**Task objective**
Look through the data below. Show each line where the string "crate" occurs.

**Working data**
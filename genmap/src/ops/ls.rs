//! Ls operation - list a project directory.
//!
//! Generated outputs may not exist on disk yet, so the listing overlays the
//! paths the manifest owns on top of the real directory entries.

use std::collections::BTreeMap;

use eyre::{Result, WrapErr, bail};
use genmap_core::path;
use genmap_loader::{ListKind, Manifest};

use super::Project;
use crate::reports::{LsEntry, LsReport};

/// Execute the ls operation.
///
/// Directories come first, then files; each group is sorted by name.
pub fn ls(project: &Project, manifest: &Manifest, dir: &str) -> Result<LsReport> {
    let dir = path::clean(dir);
    if dir == ".." || dir.starts_with("../") || dir.starts_with('/') {
        bail!("'{}' is outside the project", dir);
    }

    // name -> is_dir
    let mut entries: BTreeMap<String, bool> = BTreeMap::new();
    let mut found = false;

    let full = project.root.join(&dir);
    if full.is_dir() {
        found = true;
        let read = std::fs::read_dir(&full)
            .wrap_err_with(|| format!("failed to read '{}'", full.display()))?;
        for entry in read {
            let entry = entry.wrap_err_with(|| format!("failed to read '{}'", full.display()))?;
            let is_dir = entry.file_type()?.is_dir();
            entries.insert(entry.file_name().to_string_lossy().into_owned(), is_dir);
        }
    }

    for (kind, generator) in manifest.entries() {
        if generator.path == dir && kind != ListKind::FileGenerators {
            found = true;
        }
        if let Some((name, is_dir)) = child_of(&dir, &generator.path, kind) {
            found = true;
            *entries.entry(name.to_string()).or_insert(is_dir) |= is_dir;
        }
    }

    if !found {
        bail!("'{}' is not a directory", dir);
    }

    let mut entries: Vec<LsEntry> = entries
        .into_iter()
        .map(|(name, is_dir)| LsEntry { name, is_dir })
        .collect();
    entries.sort_by(|a, b| b.is_dir.cmp(&a.is_dir).then_with(|| a.name.cmp(&b.name)));

    Ok(LsReport { dir, entries })
}

/// The first path segment of `owned` below `dir`, and whether it is a directory.
fn child_of<'a>(dir: &str, owned: &'a str, kind: ListKind) -> Option<(&'a str, bool)> {
    let rest = if dir == "." {
        owned
    } else {
        owned.strip_prefix(dir)?.strip_prefix('/')?
    };
    match rest.split_once('/') {
        Some((name, _)) => Some((name, true)),
        None => Some((rest, kind != ListKind::FileGenerators)),
    }
}
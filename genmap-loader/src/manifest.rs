//! The composed generator manifest.

use std::fmt;

use serde::Serialize;

use crate::imports::Import;

/// Which manifest list an entry belongs to.
#[derive(Debug, Clone, Copy, PartialEq, Eq, Hash, Serialize)]
#[serde(rename_all = "snake_case")]
pub enum ListKind {
    /// Generators that emit a single named file.
    FileGenerators,
    /// Servers for a directory tree, served live.
    FileServers,
    /// Generators that emit a directory.
    DirGenerators,
    /// Servers for files under an internal directory.
    DirServers,
}

impl ListKind {
    /// All lists, in manifest order.
    pub const ALL: [ListKind; 4] = [
        ListKind::FileGenerators,
        ListKind::FileServers,
        ListKind::DirGenerators,
        ListKind::DirServers,
    ];

    pub fn label(self) -> &'static str {
        match self {
            ListKind::FileGenerators => "file generators",
            ListKind::FileServers => "file servers",
            ListKind::DirGenerators => "directory generators",
            ListKind::DirServers => "directory servers",
        }
    }
}

/// One generator in the manifest.
#[derive(Debug, Clone, PartialEq, Eq, Serialize)]
pub struct GeneratorRef {
    /// The generator's package and its alias.
    pub import: Import,
    /// Project-relative output path (file or directory).
    pub path: String,
    /// camelCase form of the alias for generated identifiers.
    pub camel: String,
}

/// Everything the driver renderer needs: four generator lists and the
/// imports they require.
///
/// A manifest is built in a single [`Loader::load`](crate::Loader::load) and
/// is read-only afterwards. Output paths are unique across all four lists.
#[derive(Debug, Clone, Default, PartialEq, Eq, Serialize)]
pub struct Manifest {
    file_generators: Vec<GeneratorRef>,
    file_servers: Vec<GeneratorRef>,
    dir_generators: Vec<GeneratorRef>,
    dir_servers: Vec<GeneratorRef>,
    imports: Vec<Import>,
}

impl Manifest {
    pub(crate) fn push(&mut self, kind: ListKind, entry: GeneratorRef) {
        match kind {
            ListKind::FileGenerators => self.file_generators.push(entry),
            ListKind::FileServers => self.file_servers.push(entry),
            ListKind::DirGenerators => self.dir_generators.push(entry),
            ListKind::DirServers => self.dir_servers.push(entry),
        }
    }

    pub(crate) fn set_imports(&mut self, imports: Vec<Import>) {
        self.imports = imports;
    }

    pub fn file_generators(&self) -> &[GeneratorRef] {
        &self.file_generators
    }

    pub fn file_servers(&self) -> &[GeneratorRef] {
        &self.file_servers
    }

    pub fn dir_generators(&self) -> &[GeneratorRef] {
        &self.dir_generators
    }

    pub fn dir_servers(&self) -> &[GeneratorRef] {
        &self.dir_servers
    }

    /// Imports in allocation order, runtime imports last.
    pub fn imports(&self) -> &[Import] {
        &self.imports
    }

    /// Get one of the four lists.
    pub fn list(&self, kind: ListKind) -> &[GeneratorRef] {
        match kind {
            ListKind::FileGenerators => &self.file_generators,
            ListKind::FileServers => &self.file_servers,
            ListKind::DirGenerators => &self.dir_generators,
            ListKind::DirServers => &self.dir_servers,
        }
    }

    /// Iterate over every entry, list by list.
    pub fn entries(&self) -> impl Iterator<Item = (ListKind, &GeneratorRef)> {
        ListKind::ALL
            .into_iter()
            .flat_map(move |kind| self.list(kind).iter().map(move |entry| (kind, entry)))
    }

    /// Find the entry that owns an output path.
    pub fn find(&self, path: &str) -> Option<(ListKind, &GeneratorRef)> {
        self.entries().find(|(_, entry)| entry.path == path)
    }

    /// Total number of generator entries across all lists.
    pub fn len(&self) -> usize {
        ListKind::ALL.iter().map(|&kind| self.list(kind).len()).sum()
    }

    /// Check if the manifest has no generator entries.
    pub fn is_empty(&self) -> bool {
        self.len() == 0
    }
}

impl fmt::Display for Manifest {
    fn fmt(&self, f: &mut fmt::Formatter<'_>) -> fmt::Result {
        for kind in ListKind::ALL {
            let entries = self.list(kind);
            if entries.is_empty() {
                writeln!(f, "{}: none", kind.label())?;
                continue;
            }
            writeln!(f, "{}:", kind.label())?;
            for entry in entries {
                writeln!(
                    f,
                    "  {} ({}: {})",
                    entry.path, entry.import.name, entry.import.path
                )?;
            }
        }

        if self.imports.is_empty() {
            return writeln!(f, "imports: none");
        }
        writeln!(f, "imports:")?;
        for import in &self.imports {
            writeln!(f, "  {} {}", import.name, import.path)?;
        }
        Ok(())
    }
}
//! The load operation: scan, inspect, compose.

use tracing::debug;

use crate::{
    Error, Result,
    builtin::BuiltinTable,
    composer::Composer,
    inspector::Inspector,
    manifest::{ListKind, Manifest},
    parser::PackageParser,
    resolver::ModuleResolver,
    scanner,
    tree::SourceTree,
};

/// Loads the generator manifest for a project.
///
/// Each call to [`load`](Self::load) starts from scratch: the claimed paths
/// and import aliases live only for that call, so two loads of an unchanged
/// tree produce identical manifests.
pub struct Loader<'a> {
    tree: &'a dyn SourceTree,
    parser: &'a dyn PackageParser,
    resolver: &'a dyn ModuleResolver,
    builtins: BuiltinTable,
}

impl<'a> Loader<'a> {
    /// Create a loader with the default built-in table.
    pub fn new(
        tree: &'a dyn SourceTree,
        parser: &'a dyn PackageParser,
        resolver: &'a dyn ModuleResolver,
    ) -> Self {
        Self {
            tree,
            parser,
            resolver,
            builtins: BuiltinTable::default(),
        }
    }

    /// Use a different built-in table.
    pub fn with_builtins(mut self, builtins: BuiltinTable) -> Self {
        self.builtins = builtins;
        self
    }

    /// Load the manifest.
    ///
    /// # Errors
    ///
    /// Fails when the tree cannot be scanned or a candidate package cannot be
    /// parsed. Errors carry a single `generator:` prefix.
    pub fn load(&self) -> Result<Manifest> {
        self.compose().map_err(Error::load)
    }

    fn compose(&self) -> Result<Manifest> {
        let candidates = scanner::scan(self.tree)?;
        let mut composer = Composer::new(self.builtins.runtime_imports());

        for generator in self.builtins.file_generators() {
            composer.register(ListKind::FileGenerators, &generator.import, generator.path);
        }
        for server in self.builtins.file_servers() {
            composer.register(ListKind::FileServers, &server.import, server.path);
        }

        let inspector = Inspector::new(self.parser, self.tree);
        for dir in &candidates {
            let Some(capabilities) = inspector.inspect(dir)? else {
                continue;
            };

            let import = self.resolver.import_path(dir);
            let key = scanner::identity_key(dir);
            for capability in capabilities.capabilities() {
                composer.register(capability.list(), &import, &capability.output_path(key));
            }
        }

        let manifest = composer.finish();
        debug!(
            candidates = candidates.len(),
            file_generators = manifest.file_generators().len(),
            file_servers = manifest.file_servers().len(),
            dir_generators = manifest.dir_generators().len(),
            dir_servers = manifest.dir_servers().len(),
            imports = manifest.imports().len(),
            "loaded generator manifest"
        );
        Ok(manifest)
    }
}
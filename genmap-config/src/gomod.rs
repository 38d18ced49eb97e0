//! Reader for the `module` directive of a `go.mod` file.

use std::path::Path;

use miette::NamedSource;

use crate::{Error, Result};

/// File name of the module definition at the project root.
pub const GO_MOD_FILE: &str = "go.mod";

/// The parts of a `go.mod` file the loader cares about.
#[derive(Debug, Clone, PartialEq, Eq)]
pub struct GoMod {
    module: String,
}

impl GoMod {
    /// Read `go.mod` from a project root.
    pub fn find(root: &Path) -> Result<Self> {
        let path = root.join(GO_MOD_FILE);
        let content = std::fs::read_to_string(&path).map_err(|e| Error::io(&path, e))?;
        Self::parse(&content, &path.display().to_string())
    }

    /// Parse the contents of a `go.mod` file.
    ///
    /// Accepts `module path`, a quoted path, and the block form
    /// `module ( path )` on one line or spread over several.
    pub fn parse(src: &str, filename: &str) -> Result<Self> {
        let mut lines = src.lines().map(strip_comment).map(str::trim);
        while let Some(line) = lines.next() {
            let Some(rest) = line.strip_prefix("module") else {
                continue;
            };
            let module = if let Some(block) = rest.trim_start().strip_prefix('(') {
                let block = block.trim();
                let inline = block.strip_suffix(')').unwrap_or(block).trim();
                if inline.is_empty() {
                    lines
                        .by_ref()
                        .find(|line| !line.is_empty())
                        .filter(|line| *line != ")")
                        .unwrap_or_default()
                } else {
                    inline
                }
            } else if rest.starts_with(char::is_whitespace) {
                rest.trim()
            } else {
                // `modulefoo` is not a directive
                continue;
            };

            let module = module.trim_matches('"').trim_matches('`');
            if !module.is_empty() {
                return Ok(Self {
                    module: module.to_string(),
                });
            }
        }

        Err(Box::new(Error::MissingModuleDirective {
            src: NamedSource::new(filename, src.to_string()),
        }))
    }

    /// The module path declared by the directive.
    pub fn module(&self) -> &str {
        &self.module
    }
}

fn strip_comment(line: &str) -> &str {
    match line.find("//") {
        Some(idx) => &line[..idx],
        None => line,
    }
}
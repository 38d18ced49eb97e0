//! Report data structures for commands.
//!
//! Operations build reports, then commands render them to an Output target.

mod ls;
mod manifest;
mod output;

pub use ls::{LsEntry, LsReport};
pub use manifest::ManifestReport;
pub use output::{Report, TerminalOutput};
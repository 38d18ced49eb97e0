use genmap_core::path;

/// Maps a project-relative directory to its fully-qualified import path.
pub trait ModuleResolver {
    fn import_path(&self, dir: &str) -> String;
}

/// Resolves imports within a Go module.
///
/// ```
/// use genmap_loader::{GoModule, ModuleResolver};
///
/// let module = GoModule::new("github.com/acme/app");
/// assert_eq!(module.import_path("generator/sitemap"), "github.com/acme/app/generator/sitemap");
/// assert_eq!(module.import_path("."), "github.com/acme/app");
/// ```
#[derive(Debug, Clone, PartialEq, Eq)]
pub struct GoModule {
    path: String,
}

impl GoModule {
    pub fn new(path: impl Into<String>) -> Self {
        Self { path: path.into() }
    }

    /// The module path.
    pub fn path(&self) -> &str {
        &self.path
    }
}

impl ModuleResolver for GoModule {
    fn import_path(&self, dir: &str) -> String {
        let dir = path::clean(dir);
        if dir == "." {
            self.path.clone()
        } else {
            format!("{}/{}", self.path, dir)
        }
    }
}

**Output for this exercise**
use crate::reports::{LsEntry, LsReport};
use crate::imports::Import;
/// A manifest is built in a single [`Loader::load`](crate::Loader::load) and
    pub(crate) fn push(&mut self, kind: ListKind, entry: GeneratorRef) {
    pub(crate) fn set_imports(&mut self, imports: Vec<Import>) {
use crate::{
use crate::{Error, Result};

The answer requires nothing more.